### Problem requirements
Copy every line of the data that contains the string "slot".

### Data for analysis
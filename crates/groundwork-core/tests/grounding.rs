use groundwork_core::classify::SymbolClass;
use groundwork_core::config::GroundingConfig;
use groundwork_core::constraints;
use groundwork_core::index::{GroundVariable, Handle, SymbolOrder, VariableIndex};
use groundwork_core::init::Value;
use groundwork_core::task::{self, InitElement, Task};
use groundwork_core::{GroundError, GroundModel};
use std::path::Path;

const BLOCKS: &str = include_str!("fixtures/blocks.json");

fn blocks() -> Task {
    task::from_json(BLOCKS).unwrap()
}

fn var(symbol: &str, args: &[&str]) -> GroundVariable {
    GroundVariable::new(symbol, args.iter().map(|a| a.to_string()).collect())
}

#[test]
fn test_precondition_only_symbols_are_static() {
    let model = GroundModel::build(&blocks(), &GroundingConfig::default()).unwrap();
    assert_eq!(model.classification.tag("clear"), Some(SymbolClass::Static));
    assert_eq!(model.classification.tag("ontable"), Some(SymbolClass::Static));
    assert_eq!(model.classification.tag("on"), Some(SymbolClass::Fluent));
    assert_eq!(model.classification.tag("="), Some(SymbolClass::Static));
    assert_eq!(
        model.classification.fluents(),
        vec!["on", "handempty", "holding"]
    );
}

#[test]
fn test_on_variables_take_first_nine_handles() {
    let model = GroundModel::build(&blocks(), &GroundingConfig::default()).unwrap();
    let blocks = ["a", "b", "c"];
    let mut expected = Vec::new();
    for x in blocks {
        for y in blocks {
            expected.push(var("on", &[x, y]));
        }
    }
    for (i, v) in expected.iter().enumerate() {
        assert_eq!(model.index.handle_of(&v), Some(Handle(i)), "{v}");
    }
    assert_eq!(model.index.len(), 9 + 1 + 3);
}

#[test]
fn test_explicit_initial_values_in_handle_order() {
    let model = GroundModel::build(&blocks(), &GroundingConfig::default()).unwrap();
    let values = model.init.explicit_values(&model.index);
    assert_eq!(
        values,
        vec![(Handle(5), Value::Bool(true)), (Handle(9), Value::Bool(true))]
    );
    // Static facts are kept even though they have no handle.
    assert_eq!(model.init.get("clear").unwrap().len(), 2);
}

#[test]
fn test_duplicate_initial_fact_aborts() {
    let mut task = blocks();
    task.init.push(InitElement::Predicate {
        symbol: "on".to_string(),
        args: vec!["b".to_string(), "c".to_string()],
        negated: false,
    });
    let err = GroundModel::build(&task, &GroundingConfig::default()).unwrap_err();
    match err {
        GroundError::DuplicateInitialization { variable, element } => {
            assert_eq!(variable, var("on", &["b", "c"]));
            assert_eq!(element, "on(b,c)");
        }
        other => panic!("unexpected error: {other}"),
    }
}

#[test]
fn test_unknown_effect_symbol_aborts() {
    let mut task = blocks();
    task.actions[0].effects[0].symbol = "lifted".to_string();
    let err = GroundModel::build(&task, &GroundingConfig::default()).unwrap_err();
    assert!(err.to_string().contains("lifted"));
}

#[test]
fn test_arity_order_changes_handles_only() {
    let config = GroundingConfig {
        symbol_order: SymbolOrder::Arity,
        ..GroundingConfig::default()
    };
    let by_arity = GroundModel::build(&blocks(), &config).unwrap();
    let by_decl = GroundModel::build(&blocks(), &GroundingConfig::default()).unwrap();
    assert_eq!(by_arity.index.variable(Handle(0)), Some(&var("handempty", &[])));
    assert_eq!(by_arity.index.len(), by_decl.index.len());
    assert_eq!(
        by_arity.classification.fluents(),
        by_decl.classification.fluents()
    );
}

#[test]
fn test_listing_reload_matches_handles() {
    let model = GroundModel::build(&blocks(), &GroundingConfig::default()).unwrap();
    let reloaded = VariableIndex::from_listing(&model.index.to_listing()).unwrap();
    for (handle, variable) in model.index.iter() {
        assert_eq!(reloaded.handle_of(variable), Some(handle));
    }
}

#[test]
fn test_catalog_scenario() {
    let xyz: Vec<String> = ["x", "y", "z"].iter().map(|s| s.to_string()).collect();
    let d = constraints::instantiate("alldiff", vec![], xyz.clone()).unwrap();
    assert_eq!(d.name, "alldiff");
    assert_eq!(d.variables, xyz);
    let err = constraints::instantiate("unknown_rel", vec![], vec!["x".to_string()]).unwrap_err();
    assert!(matches!(err, GroundError::UnsupportedConstraint(_)));
}

#[test]
fn test_load_task_file() {
    let tmp = tempfile::tempdir().unwrap();
    let path = tmp.path().join("task.json");
    std::fs::write(&path, BLOCKS).unwrap();
    let task = task::load(&path).unwrap();
    assert_eq!(task.domain, "blocksworld");
    assert_eq!(task.actions.len(), 3);

    std::fs::write(&path, "{ not json").unwrap();
    let err = task::load(Path::new(&path)).unwrap_err();
    assert!(format!("{err:#}").contains("invalid task file"));
}

#[test]
fn test_type_domain_object_missing_from_object_list() {
    let task = task::from_json(
        r#"{
            "domain": "grid",
            "instance": "unlisted",
            "type_domains": [
                { "name": "cell", "objects": ["c1", "c2"] },
                { "name": "robot", "objects": ["r"] }
            ],
            "objects": [],
            "functions": [{ "name": "pos", "params": ["robot"], "codomain": "cell" }],
            "actions": [{
                "name": "move",
                "params": [{ "name": "?to", "type": "cell" }],
                "effects": [{ "symbol": "pos", "args": ["r"], "value": "?to" }]
            }],
            "init": [{ "kind": "assign", "symbol": "pos", "args": ["r"], "value": "c1" }]
        }"#,
    )
    .unwrap();

    let err = GroundModel::build(&task, &GroundingConfig::default()).unwrap_err();
    match err {
        GroundError::UndeclaredObject { object, type_name } => {
            assert_eq!(object, "c1");
            assert_eq!(type_name, "cell");
        }
        other => panic!("unexpected error: {other}"),
    }
}
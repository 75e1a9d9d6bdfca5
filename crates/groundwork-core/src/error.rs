//! Error kinds raised while grounding a lifted task.
//!
//! None of these are recoverable: the first error aborts the compilation run.

use crate::index::GroundVariable;

/// Errors from the grounding stages (symbol table through constraint catalog).
#[derive(Debug, thiserror::Error)]
pub enum GroundError {
    #[error("unknown symbol '{symbol}' referenced in {context}")]
    UnknownSymbol { symbol: String, context: String },
    #[error("unknown type '{type_name}' used by symbol '{symbol}'")]
    UnknownType { type_name: String, symbol: String },
    #[error("type '{type_name}' of fluent symbol '{symbol}' has no finite object listing")]
    UnboundedDomain { type_name: String, symbol: String },
    #[error("object '{object}' of type '{type_name}' is missing from the object list")]
    UndeclaredObject { object: String, type_name: String },
    #[error("symbol '{0}' is declared more than once")]
    DuplicateSymbol(String),
    #[error("ground variable {0} registered twice")]
    DuplicateRegistration(GroundVariable),
    #[error("{variable} initialized twice (second occurrence: {element})")]
    DuplicateInitialization {
        variable: GroundVariable,
        element: String,
    },
    #[error("invalid initialization '{element}': {reason}")]
    InvalidInit { element: String, reason: String },
    #[error("{0} lies outside the declared argument domains")]
    OutOfDomain(GroundVariable),
    #[error("unsupported constraint '{0}'")]
    UnsupportedConstraint(String),
    #[error("invalid instantiation of constraint '{name}': {reason}")]
    InvalidConstraint { name: String, reason: String },
    #[error("unimplemented effect shape in action '{action}': {detail}")]
    UnimplementedEffectShape { action: String, detail: String },
    #[error("unknown parameter '{param}' in action '{action}'")]
    UnknownParameter { action: String, param: String },
}

impl GroundError {
    pub(crate) fn unknown_symbol(symbol: &str, context: impl Into<String>) -> Self {
        Self::UnknownSymbol {
            symbol: symbol.to_string(),
            context: context.into(),
        }
    }
}

pub type GroundResult<T> = Result<T, GroundError>;
//! Code generation errors.

use groundwork_core::GroundError;
use std::path::PathBuf;

#[derive(Debug, thiserror::Error)]
pub enum GenError {
    #[error(transparent)]
    Ground(#[from] GroundError),
    #[error("template '{template}' is missing a binding for slot '{slot}'")]
    MissingTemplateSlot { template: String, slot: String },
    #[error("unknown template '{0}'")]
    UnknownTemplate(String),
    #[error("malformed template '{template}': {detail}")]
    MalformedTemplate { template: String, detail: String },
    #[error("failed to read template {path}: {source}")]
    TemplateIo {
        path: PathBuf,
        #[source]
        source: std::io::Error,
    },
    #[error("invalid term in {context}: {detail}")]
    InvalidTerm { context: String, detail: String },
}

pub type GenResult<T> = Result<T, GenError>;
//! Integration tests for groundwork-cli functionality.
//! Tests the underlying library functions that the CLI commands invoke.

use groundwork_core::GroundModel;
use groundwork_core::config::GroundworkConfig;
use groundwork_core::index::{Handle, SymbolOrder};
use groundwork_core::task;
use groundwork_gen::{MANIFEST_FILE, TemplateCache, compile};
use std::path::Path;

const BLOCKS: &str = include_str!("../../groundwork-core/tests/fixtures/blocks.json");

fn write_task(dir: &Path) -> std::path::PathBuf {
    let path = dir.join("blocks.json");
    std::fs::write(&path, BLOCKS).unwrap();
    path
}

#[test]
fn test_config_missing_uses_defaults() {
    let tmpdir = tempfile::tempdir().unwrap();
    let config = GroundworkConfig::load(tmpdir.path()).unwrap();
    assert_eq!(config.grounding.symbol_order, SymbolOrder::Declaration);
    assert_eq!(config.output.dir, tmpdir.path().join("generated"));
}

#[test]
fn test_compile_writes_into_configured_output_dir() {
    let tmpdir = tempfile::tempdir().unwrap();
    let config_dir = tmpdir.path().join(".groundwork");
    std::fs::create_dir_all(&config_dir).unwrap();
    std::fs::write(
        config_dir.join("config.toml"),
        "[output]\ndir = \"build/gen\"\n\n[generation]\nparallel = false\n",
    )
    .unwrap();

    let config = GroundworkConfig::load(tmpdir.path()).unwrap();
    let task = task::load(&write_task(tmpdir.path())).unwrap();
    let output = compile(&task, &config, &TemplateCache::builtin()).unwrap();
    output.artifacts.write_to(&config.output.dir).unwrap();

    let out = tmpdir.path().join("build/gen");
    assert!(out.join(MANIFEST_FILE).is_file());
    assert!(out.join("components.hxx").is_file());
    assert!(out.join("actions/pick-up.hxx").is_file());
}

#[test]
fn test_failed_compile_writes_nothing() {
    let tmpdir = tempfile::tempdir().unwrap();
    let mut task = task::load(&write_task(tmpdir.path())).unwrap();
    task.actions[0].effects[0].symbol = "undeclared".to_string();

    let result = compile(&task, &GroundworkConfig::default(), &TemplateCache::builtin());
    assert!(result.is_err());
    assert!(!tmpdir.path().join("generated").exists());
}

#[test]
fn test_variables_listing_by_arity() {
    let tmpdir = tempfile::tempdir().unwrap();
    let mut config = GroundworkConfig::load(tmpdir.path()).unwrap();
    config.grounding.symbol_order = "arity".parse().unwrap();

    let task = task::load(&write_task(tmpdir.path())).unwrap();
    let model = GroundModel::build(&task, &config.grounding).unwrap();
    let first = model.index.iter().next().unwrap();
    assert_eq!(first.0, Handle(0));
    assert_eq!(first.1.to_string(), "handempty()");
}

#[test]
fn test_every_builtin_template_listed() {
    let cache = TemplateCache::builtin();
    let names: Vec<&str> = groundwork_gen::cache::builtin_names().collect();
    assert!(names.contains(&"action"));
    assert!(names.contains(&"components"));
    for name in names {
        assert!(cache.get(name).is_ok(), "{name}");
        assert!(groundwork_gen::cache::builtin_source(name).is_some());
    }
}

#[test]
fn test_task_load_error_names_file() {
    let tmpdir = tempfile::tempdir().unwrap();
    let err = task::load(&tmpdir.path().join("missing.json")).unwrap_err();
    assert!(format!("{err:#}").contains("missing.json"));
}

### Response box
    #[error("template '{template}' is missing a binding for slot '{slot}'")]
    MissingTemplateSlot { template: String, slot: String },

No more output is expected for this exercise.